**Your assignment**
Take the material below and output exactly the run of lines from the one containing "pub struct ReleaseVersionMap" down to the one containing "refreshing as required.", with both included.

**Data records**
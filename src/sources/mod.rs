//! Distribution reference data.
//!
//! Each type in this module is a [`ReferenceSource`] describing where one
//! piece of reference data comes from and how it is parsed. The check engine
//! consumes them through the [`ReferenceData`] trait, which
//! [`CachedReferenceData`] implements on top of the compatibility cache.

pub mod debian;
pub mod glibcxx;
pub mod packages;
pub mod ubuntu;

use std::collections::BTreeMap;

use crate::cache::{CacheError, CompatibilityCache};
use crate::core::distro::{Distro, Release, DEBIAN_SUITES};
use crate::core::family::SymbolFamily;
use crate::util::config::{
    NetConfig, DEFAULT_DEBIAN_MIRROR, DEFAULT_RUNTIME_URL, DEFAULT_UBUNTU_MIRROR,
};

pub use debian::{suite_codenames, DebianCodenames, DebianGlibcVersions};
pub use glibcxx::GlibcxxVersions;
pub use ubuntu::{UbuntuGlibcVersions, UbuntuReleaseNames};

/// Rolling suite alias to fixed codename.
pub type CodenameMap = BTreeMap<String, String>;

/// Names of the currently supported releases.
pub type ReleaseNames = Vec<String>;

/// Release to maximum supported version, as stored in the cache.
pub type VersionTable = BTreeMap<String, String>;

/// Cache keys of every reference data record, in dependency order.
pub fn all_cache_keys() -> Vec<String> {
    use crate::cache::ReferenceSource;

    vec![
        DebianCodenames.cache_key(),
        UbuntuReleaseNames.cache_key(),
        DebianGlibcVersions.cache_key(),
        UbuntuGlibcVersions::new().cache_key(),
        GlibcxxVersions::new(Distro::Debian).cache_key(),
        GlibcxxVersions::new(Distro::Ubuntu).cache_key(),
    ]
}

/// Package archive mirrors.
#[derive(Debug, Clone, PartialEq, Eq)]
pub struct Mirrors {
    pub debian: String,
    pub ubuntu: String,
    /// AppImage runtime release channel
    pub runtime: String,
}

impl Mirrors {
    pub fn from_config(net: &NetConfig) -> Self {
        Mirrors {
            debian: net.debian_mirror.clone(),
            ubuntu: net.ubuntu_mirror.clone(),
            runtime: net.runtime_url.clone(),
        }
    }

    /// URL of `path` on the mirror of `distro`.
    pub fn url(&self, distro: Distro, path: &str) -> String {
        let base = match distro {
            Distro::Debian => &self.debian,
            Distro::Ubuntu => &self.ubuntu,
        };

        format!(
            "{}/{}",
            base.trim_end_matches('/'),
            path.trim_start_matches('/')
        )
    }
}

impl Default for Mirrors {
    fn default() -> Self {
        Mirrors {
            debian: DEFAULT_DEBIAN_MIRROR.to_string(),
            ubuntu: DEFAULT_UBUNTU_MIRROR.to_string(),
            runtime: DEFAULT_RUNTIME_URL.to_string(),
        }
    }
}

/// Maximum supported versions of one symbol family on one distribution.
///
/// Tagged with both so that a map can't answer a query for another family.
#[derive(Debug, Clone, PartialEq, Eq)]
pub struct ReleaseVersionMap {
    distro: Distro,
    family: SymbolFamily,
    versions: VersionTable,
}

impl ReleaseVersionMap {
    pub fn new(distro: Distro, family: SymbolFamily, versions: VersionTable) -> Self {
        ReleaseVersionMap {
            distro,
            family,
            versions,
        }
    }

    pub fn distro(&self) -> Distro {
        self.distro
    }

    pub fn family(&self) -> SymbolFamily {
        self.family
    }

    /// Maximum version for a release name.
    pub fn get(&self, release: &str) -> Option<&str> {
        self.versions.get(release).map(String::as_str)
    }

    pub fn len(&self) -> usize {
        self.versions.len()
    }

    pub fn is_empty(&self) -> bool {
        self.versions.is_empty()
    }
}

/// Reference data needed to evaluate compatibility.
pub trait ReferenceData {
    /// Releases of `distro` to check against.
    fn releases(&self, distro: Distro) -> Result<Vec<Release>, CacheError>;

    /// Maximum supported versions of `family` on every release of `distro`.
    fn version_map(
        &self,
        distro: Distro,
        family: SymbolFamily,
    ) -> Result<ReleaseVersionMap, CacheError>;
}

/// [`ReferenceData`] backed by the compatibility cache.
#[derive(Debug, Clone, Copy)]
pub struct CachedReferenceData<'a> {
    cache: &'a CompatibilityCache,
}

impl<'a> CachedReferenceData<'a> {
    pub fn new(cache: &'a CompatibilityCache) -> Self {
        CachedReferenceData { cache }
    }

    /// Load every record the given checks need, refreshing as required.
    pub fn prefetch(&self, distros: &[Distro], families: &[SymbolFamily]) -> Result<(), CacheError> {
        for &distro in distros {
            let releases = self.releases(distro)?;
            tracing::debug!("{} releases: {}", distro, releases.len());

            for &family in families {
                let map = self.version_map(distro, family)?;
                tracing::debug!("{} {} versions known for {} releases", distro, family, map.len());
            }
        }

        Ok(())
    }
}

impl ReferenceData for CachedReferenceData<'_> {
    fn releases(&self, distro: Distro) -> Result<Vec<Release>, CacheError> {
        match distro {
            Distro::Debian => {
                let codenames = self.cache.get(&DebianCodenames, false)?;

                Ok(DEBIAN_SUITES
                    .iter()
                    .map(|suite| Release::alias(*suite, codenames.get(*suite).cloned()))
                    .collect())
            }
            Distro::Ubuntu => {
                let names = self.cache.get(&UbuntuReleaseNames, false)?;
                Ok(names.into_iter().map(Release::fixed).collect())
            }
        }
    }

    fn version_map(
        &self,
        distro: Distro,
        family: SymbolFamily,
    ) -> Result<ReleaseVersionMap, CacheError> {
        let versions = match (distro, family) {
            (Distro::Debian, SymbolFamily::Glibc) => self.cache.get(&DebianGlibcVersions, false)?,
            (Distro::Ubuntu, SymbolFamily::Glibc) => self.cache.get(&UbuntuGlibcVersions::new(), false)?,
            (distro, SymbolFamily::Glibcxx) => self.cache.get(&GlibcxxVersions::new(distro), false)?,
        };

        Ok(ReleaseVersionMap::new(distro, family, versions))
    }
}
//! # Test Fixtures
//!
//! Deterministic actors and pre-wired ledgers shared by every test module.

use std::sync::Arc;

use shared_types::entities::{Address, Timestamp};
use vanet_ledger::adapters::{ManualClock, RecordingSink};
use vanet_ledger::service::AccidentLedgerService;
use vanet_ledger::LedgerConfig;

/// Clock start for every fixture ledger.
pub const T0: Timestamp = 1_700_000_000;

/// Ledger wired to an in-memory recorder and a manual clock.
pub type TestLedger = AccidentLedgerService<Arc<RecordingSink>, Arc<ManualClock>>;

/// The traffic authority.
pub fn authority() -> Address {
    Address::repeat_byte(0xA0)
}

/// A vehicle the authority registers.
pub fn vehicle() -> Address {
    Address::repeat_byte(0x01)
}

/// A user the authority registers.
pub fn user() -> Address {
    Address::repeat_byte(0x02)
}

/// An address nobody registers.
pub fn attacker() -> Address {
    Address::repeat_byte(0xEE)
}

/// A ledger, its recorder and its clock.
pub struct Harness {
    pub ledger: TestLedger,
    pub sink: Arc<RecordingSink>,
    pub clock: Arc<ManualClock>,
}

impl Harness {
    /// Empty ledger with `config`.
    pub fn with_config(config: LedgerConfig) -> Self {
        let sink = Arc::new(RecordingSink::new());
        let clock = Arc::new(ManualClock::new(T0));
        let ledger = AccidentLedgerService::new(authority(), config, sink.clone(), clock.clone())
            .expect("valid config");
        Self {
            ledger,
            sink,
            clock,
        }
    }

    /// Empty ledger with the default policy.
    pub fn new() -> Self {
        Self::with_config(LedgerConfig::default())
    }

    /// Default ledger with [`vehicle`] and [`user`] registered and the
    /// registration signals cleared from the recorder.
    pub async fn registered() -> Self {
        use vanet_ledger::ports::inbound::AccidentLedgerApi;

        let h = Self::new();
        h.ledger
            .register_vehicle(authority(), vehicle())
            .await
            .expect("register vehicle");
        h.ledger
            .register_user(authority(), user())
            .await
            .expect("register user");
        h.sink.take();
        h
    }
}

impl Default for Harness {
    fn default() -> Self {
        Self::new()
    }
}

**Response to this task**
pub struct ReleaseVersionMap {
    distro: Distro,
    family: SymbolFamily,
    versions: VersionTable,
}

impl ReleaseVersionMap {
    pub fn new(distro: Distro, family: SymbolFamily, versions: VersionTable) -> Self {
        ReleaseVersionMap {
            distro,
            family,
            versions,
        }
    }

    pub fn distro(&self) -> Distro {
        self.distro
    }

    pub fn family(&self) -> SymbolFamily {
        self.family
    }

    /// Maximum version for a release name.
    pub fn get(&self, release: &str) -> Option<&str> {
        self.versions.get(release).map(String::as_str)
    }

    pub fn len(&self) -> usize {
        self.versions.len()
    }

    pub fn is_empty(&self) -> bool {
        self.versions.is_empty()
    }
}

/// Reference data needed to evaluate compatibility.
pub trait ReferenceData {
    /// Releases of `distro` to check against.
    fn releases(&self, distro: Distro) -> Result<Vec<Release>, CacheError>;

    /// Maximum supported versions of `family` on every release of `distro`.
    fn version_map(
        &self,
        distro: Distro,
        family: SymbolFamily,
    ) -> Result<ReleaseVersionMap, CacheError>;
}

/// [`ReferenceData`] backed by the compatibility cache.
#[derive(Debug, Clone, Copy)]
pub struct CachedReferenceData<'a> {
    cache: &'a CompatibilityCache,
}

impl<'a> CachedReferenceData<'a> {
    pub fn new(cache: &'a CompatibilityCache) -> Self {
        CachedReferenceData { cache }
    }

    /// Load every record the given checks need, refreshing as required.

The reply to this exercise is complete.